**TRY IT:** Across the following data, how many lines include the string "Related"? Reply with the number and nothing more.

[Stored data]
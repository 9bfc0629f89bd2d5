//! Vote (poll) entity.

use sea_orm::entity::prelude::*;
use serde::{Deserialize, Serialize};

#[derive(Clone, Debug, PartialEq, Eq, DeriveEntityModel, Serialize, Deserialize)]
#[sea_orm(table_name = "vote")]
pub struct Model {
    #[sea_orm(primary_key, auto_increment = false)]
    pub id: String,

    pub title: String,

    /// Whether a voter may select more than one option
    pub multi: bool,

    /// Closing time in epoch seconds, 0 for no deadline
    pub deadline: i64,

    #[sea_orm(indexed)]
    pub creator_id: String,

    pub created_at: DateTimeWithTimeZone,

    #[sea_orm(nullable)]
    pub updated_at: Option<DateTimeWithTimeZone>,
}

impl Model {
    /// Whether the deadline is set and lies before `now` (epoch seconds).
    #[must_use]
    pub const fn is_expired_at(&self, now: i64) -> bool {
        self.deadline > 0 && now > self.deadline
    }
}

#[derive(Copy, Clone, Debug, EnumIter, DeriveRelation)]
pub enum Relation {
    #[sea_orm(
        belongs_to = "super::user::Entity",
        from = "Column::CreatorId",
        to = "super::user::Column::Id",
        on_delete = "Cascade"
    )]
    Creator,

    #[sea_orm(has_many = "super::vote_option::Entity")]
    Options,

    #[sea_orm(has_many = "super::user_vote::Entity")]
    Ballots,
}

impl Related<super::user::Entity> for Entity {
    fn to() -> RelationDef {
        Relation::Creator.def()
    }
}

impl Related<super::vote_option::Entity> for Entity {
    fn to() -> RelationDef {
        Relation::Options.def()
    }
}

impl Related<super::user_vote::Entity> for Entity {
    fn to() -> RelationDef {
        Relation::Ballots.def()
    }
}

impl ActiveModelBehavior for ActiveModel {}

**WRITTEN ANSWER:** 3